[Data records]
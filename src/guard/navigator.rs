//! Serialized navigation attempts with supersession.
//!
//! ARCHITECTURE
//! ============
//! Every attempt gets a generation number when it begins. Starting a new
//! attempt makes all earlier ones stale; a stale attempt resolves to nothing
//! and never writes a title or triggers a redirect. The generation check and
//! the title write happen under the same lock as `begin`, so a concurrent
//! `begin` cannot slip between them.
//!
//! TRADE-OFFS
//! ==========
//! Redirects are followed as fresh attempts. A misconfigured policy that
//! redirects in a circle is cut off after [`MAX_REDIRECTS`] hops or on the
//! first revisited route, whichever comes first.

#[cfg(test)]
#[path = "navigator_test.rs"]
mod navigator_test;

use std::sync::{Mutex, MutexGuard, PoisonError};

use super::decision::NavigationDecision;
use super::navigation::NavigationGuard;
use super::title::TitlePresenter;
use crate::routes::{ResolvedRoute, RouteTable};
use crate::session::AuthSource;

pub const MAX_REDIRECTS: usize = 8;

#[derive(Debug, Clone, PartialEq, Eq, thiserror::Error)]
pub enum NavigationError {
    #[error("no route named or matching '{0}'")]
    UnknownRoute(String),

    #[error("redirect loop after {hops} hops: {}", .chain.join(" -> "))]
    RedirectLoop { hops: usize, chain: Vec<String> },

    #[error("navigation superseded by a newer attempt")]
    Superseded,
}

/// A begun navigation attempt.
#[derive(Clone, Debug, PartialEq, Eq)]
pub struct Attempt {
    pub generation: u64,
    pub from: Option<ResolvedRoute>,
    pub to: ResolvedRoute,
}

/// How a current attempt resolved.
#[derive(Clone, Debug, PartialEq, Eq)]
pub enum Resolution {
    Allowed(String),
    Redirected(String),
}

/// Final result of [`Navigator::navigate`].
#[derive(Clone, Debug, PartialEq, Eq)]
pub struct Outcome {
    /// Route that was entered.
    pub route: String,
    /// Redirect targets followed on the way, in order.
    pub redirects: Vec<String>,
}

#[derive(Debug, Default)]
struct NavState {
    latest: u64,
    current: Option<String>,
}

pub struct Navigator<A, P> {
    guard: NavigationGuard<A>,
    table: RouteTable,
    presenter: P,
    state: Mutex<NavState>,
}

impl<A: AuthSource, P: TitlePresenter> Navigator<A, P> {
    pub fn new(guard: NavigationGuard<A>, table: RouteTable, presenter: P) -> Self {
        Self { guard, table, presenter, state: Mutex::new(NavState::default()) }
    }

    #[must_use]
    pub fn guard(&self) -> &NavigationGuard<A> {
        &self.guard
    }

    #[must_use]
    pub fn table(&self) -> &RouteTable {
        &self.table
    }

    #[must_use]
    pub fn presenter(&self) -> &P {
        &self.presenter
    }

    /// Name of the route last entered.
    #[must_use]
    pub fn current(&self) -> Option<String> {
        self.lock().current.clone()
    }

    fn lock(&self) -> MutexGuard<'_, NavState> {
        self.state.lock().unwrap_or_else(PoisonError::into_inner)
    }

    fn route(&self, name: &str) -> Result<&ResolvedRoute, NavigationError> {
        self.table.by_name(name).ok_or_else(|| NavigationError::UnknownRoute(name.to_owned()))
    }

    /// Start an attempt from the current route to the route named `to`,
    /// superseding any attempt still in flight.
    ///
    /// # Errors
    ///
    /// Returns [`NavigationError::UnknownRoute`] if `to` is not in the table.
    pub fn begin(&self, to: &str) -> Result<Attempt, NavigationError> {
        let to = self.route(to)?.clone();
        let mut state = self.lock();
        state.latest += 1;
        let from = state.current.as_deref().and_then(|name| self.table.by_name(name)).cloned();
        Ok(Attempt { generation: state.latest, from, to })
    }

    /// Evaluate `attempt` and apply its effect. Stale attempts yield `None`.
    pub fn resolve(&self, attempt: &Attempt) -> Option<Resolution> {
        if self.is_stale(attempt) {
            log::debug!("navigator: attempt {} to {} superseded", attempt.generation, attempt.to.name);
            return None;
        }

        let decision = self.guard.evaluate(attempt.from.as_ref(), &attempt.to);

        let mut state = self.lock();
        if state.latest != attempt.generation {
            log::debug!("navigator: attempt {} to {} superseded", attempt.generation, attempt.to.name);
            return None;
        }
        match decision {
            NavigationDecision::Allow => {
                self.presenter.set_title(self.guard.title_for(&attempt.to));
                state.current = Some(attempt.to.name.clone());
                Some(Resolution::Allowed(attempt.to.name.clone()))
            }
            NavigationDecision::RedirectTo(target) => Some(Resolution::Redirected(target)),
        }
    }

    fn is_stale(&self, attempt: &Attempt) -> bool {
        self.lock().latest != attempt.generation
    }

    /// Navigate to the route named `to`, following redirects.
    ///
    /// # Errors
    ///
    /// Returns [`NavigationError`] for unknown routes, redirect loops, or when
    /// a newer attempt supersedes this one midway.
    pub fn navigate(&self, to: &str) -> Result<Outcome, NavigationError> {
        let mut chain = vec![to.to_owned()];
        let mut redirects = Vec::new();
        let mut target = to.to_owned();

        loop {
            let attempt = self.begin(&target)?;
            match self.resolve(&attempt).ok_or(NavigationError::Superseded)? {
                Resolution::Allowed(route) => return Ok(Outcome { route, redirects }),
                Resolution::Redirected(next) => {
                    let revisited = chain.contains(&next);
                    chain.push(next.clone());
                    if revisited || redirects.len() >= MAX_REDIRECTS {
                        log::warn!("navigator: redirect loop: {}", chain.join(" -> "));
                        return Err(NavigationError::RedirectLoop { hops: redirects.len() + 1, chain });
                    }
                    redirects.push(next.clone());
                    target = next;
                }
            }
        }
    }

    /// Navigate to whichever route matches `path`.
    ///
    /// # Errors
    ///
    /// Returns [`NavigationError::UnknownRoute`] if no route matches, plus
    /// anything [`Self::navigate`] returns.
    pub fn navigate_path(&self, path: &str) -> Result<Outcome, NavigationError> {
        let name = self
            .table
            .resolve(path)
            .map(|route| route.name.clone())
            .ok_or_else(|| NavigationError::UnknownRoute(path.to_owned()))?;
        self.navigate(&name)
    }
}
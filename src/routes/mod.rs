//! Route configuration.
//!
//! DESIGN
//! ======
//! `table` is the generic nested-route model; `catalog` is this application's
//! concrete table. The table is built once at startup and only read after.

pub mod catalog;
pub mod table;

pub use table::{ResolvedMeta, ResolvedRoute, RouteEntry, RouteMeta, RouteTable};
//! Session store: who, if anyone, is signed in.
//!
//! DESIGN
//! ======
//! Memory is the source of truth; storage is a mirror. `get_user` falls back
//! to one storage read only while memory is empty, and adopts whatever it
//! finds. In [`PersistenceMode::MemoryOnly`] storage is never touched and the
//! session ends with the page.
//!
//! ERROR HANDLING
//! ==============
//! No operation returns an error. Storage failures are logged and the
//! in-memory session stays authoritative; a stored value that does not parse
//! is treated as absent and removed. Every failure leans towards signing the
//! user out: a sign-out whose storage removal fails turns rehydration off
//! until the next sign-in, and a failed write drops the older stored user.

#[cfg(test)]
#[path = "store_test.rs"]
mod store_test;

use std::sync::{Mutex, MutexGuard, PoisonError};

use serde::{Deserialize, Serialize};
use serde_json::{Map, Value};

use super::storage::SessionStorage;
use crate::config::{PersistenceMode, ShellConfig};

/// The signed-in user record. Opaque to the guard: only its presence matters.
#[derive(Clone, Debug, Default, PartialEq, Serialize, Deserialize)]
#[serde(transparent)]
pub struct SessionUser(Map<String, Value>);

impl SessionUser {
    #[must_use]
    pub fn new(fields: Map<String, Value>) -> Self {
        Self(fields)
    }

    /// Look up a single field of the record.
    #[must_use]
    pub fn field(&self, name: &str) -> Option<&Value> {
        self.0.get(name)
    }

    #[must_use]
    pub fn fields(&self) -> &Map<String, Value> {
        &self.0
    }
}

impl From<Map<String, Value>> for SessionUser {
    fn from(fields: Map<String, Value>) -> Self {
        Self(fields)
    }
}

/// Anything the navigation guard can ask "is someone signed in?".
pub trait AuthSource {
    fn is_authenticated(&self) -> bool;
}

/// In-memory half of the session.
#[derive(Debug, Default)]
struct Slot {
    user: Option<SessionUser>,
    /// Set when a sign-out could not remove the stored entry; rehydration
    /// stays off until the next `set_user` so the old user cannot come back.
    restore_blocked: bool,
}

/// Owns the current session and its durable mirror.
///
/// Construct one at startup and hand it (by reference or `Arc`) to the guard
/// and to whatever performs sign-in and sign-out.
#[derive(Debug)]
pub struct SessionStore<S> {
    slot: Mutex<Slot>,
    storage: S,
    key: String,
    mode: PersistenceMode,
}

impl<S: SessionStorage> SessionStore<S> {
    /// Empty store persisting under `key` according to `mode`.
    pub fn new(storage: S, key: impl Into<String>, mode: PersistenceMode) -> Self {
        Self { slot: Mutex::new(Slot::default()), storage, key: key.into(), mode }
    }

    /// Empty store using the session key and persistence mode from `config`.
    pub fn from_config(storage: S, config: &ShellConfig) -> Self {
        Self::new(storage, config.session_key.clone(), config.persistence)
    }

    #[must_use]
    pub fn mode(&self) -> PersistenceMode {
        self.mode
    }

    #[must_use]
    pub fn key(&self) -> &str {
        &self.key
    }

    /// Replace the session with `user` and mirror it to storage.
    pub fn set_user(&self, user: SessionUser) {
        let mut slot = self.lock();
        if self.mode == PersistenceMode::Persistent {
            self.persist(&user);
        }
        slot.user = Some(user);
        slot.restore_blocked = false;
        log::debug!("session: user set");
    }

    /// Sign out. Clearing an empty session is a no-op.
    pub fn clear_user(&self) {
        let mut slot = self.lock();
        slot.user = None;
        if self.mode == PersistenceMode::Persistent {
            if let Err(e) = self.storage.remove(&self.key) {
                log::warn!("session: failed to remove stored session, ignoring it until next sign-in: {e}");
                slot.restore_blocked = true;
            }
        }
        log::debug!("session: user cleared");
    }

    /// Current user, rehydrating from storage if memory is empty.
    #[must_use]
    pub fn get_user(&self) -> Option<SessionUser> {
        let mut slot = self.lock();
        if slot.user.is_none() && !slot.restore_blocked && self.mode == PersistenceMode::Persistent {
            slot.user = self.load();
        }
        slot.user.clone()
    }

    fn lock(&self) -> MutexGuard<'_, Slot> {
        self.slot.lock().unwrap_or_else(PoisonError::into_inner)
    }

    fn persist(&self, user: &SessionUser) {
        let written = serde_json::to_string(user)
            .map_err(|e| e.to_string())
            .and_then(|raw| self.storage.set(&self.key, &raw).map_err(|e| e.to_string()));
        if let Err(e) = written {
            log::warn!("session: failed to persist user, keeping it in memory only: {e}");
            // An older stored user must not come back after a reload.
            if let Err(e) = self.storage.remove(&self.key) {
                log::warn!("session: failed to remove stale stored session: {e}");
            }
        }
    }

    fn load(&self) -> Option<SessionUser> {
        let raw = match self.storage.get(&self.key) {
            Ok(Some(raw)) => raw,
            Ok(None) => return None,
            Err(e) => {
                log::warn!("session: failed to read stored session: {e}");
                return None;
            }
        };
        match serde_json::from_str::<SessionUser>(&raw) {
            Ok(user) => {
                log::debug!("session: user restored from storage");
                Some(user)
            }
            Err(e) => {
                log::warn!("session: discarding malformed stored session: {e}");
                if let Err(e) = self.storage.remove(&self.key) {
                    log::warn!("session: failed to remove malformed session: {e}");
                }
                None
            }
        }
    }
}

impl<S: SessionStorage> AuthSource for SessionStore<S> {
    fn is_authenticated(&self) -> bool {
        self.get_user().is_some()
    }
}

impl<S: SessionStorage> SessionStore<S> {
    /// True iff [`Self::get_user`] returns a user.
    #[must_use]
    pub fn is_authenticated(&self) -> bool {
        AuthSource::is_authenticated(self)
    }
}

impl<A: AuthSource + ?Sized> AuthSource for std::sync::Arc<A> {
    fn is_authenticated(&self) -> bool {
        (**self).is_authenticated()
    }
}

impl<A: AuthSource + ?Sized> AuthSource for std::rc::Rc<A> {
    fn is_authenticated(&self) -> bool {
        (**self).is_authenticated()
    }
}

impl<A: AuthSource + ?Sized> AuthSource for &A {
    fn is_authenticated(&self) -> bool {
        (**self).is_authenticated()
    }
}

[Required action] Scan the records for the word "back", and copy each line where it is found.

[Your response]
//! Memory is the source of truth; storage is a mirror. `get_user` falls back
    /// stays off until the next `set_user` so the old user cannot come back.
            // An older stored user must not come back after a reload.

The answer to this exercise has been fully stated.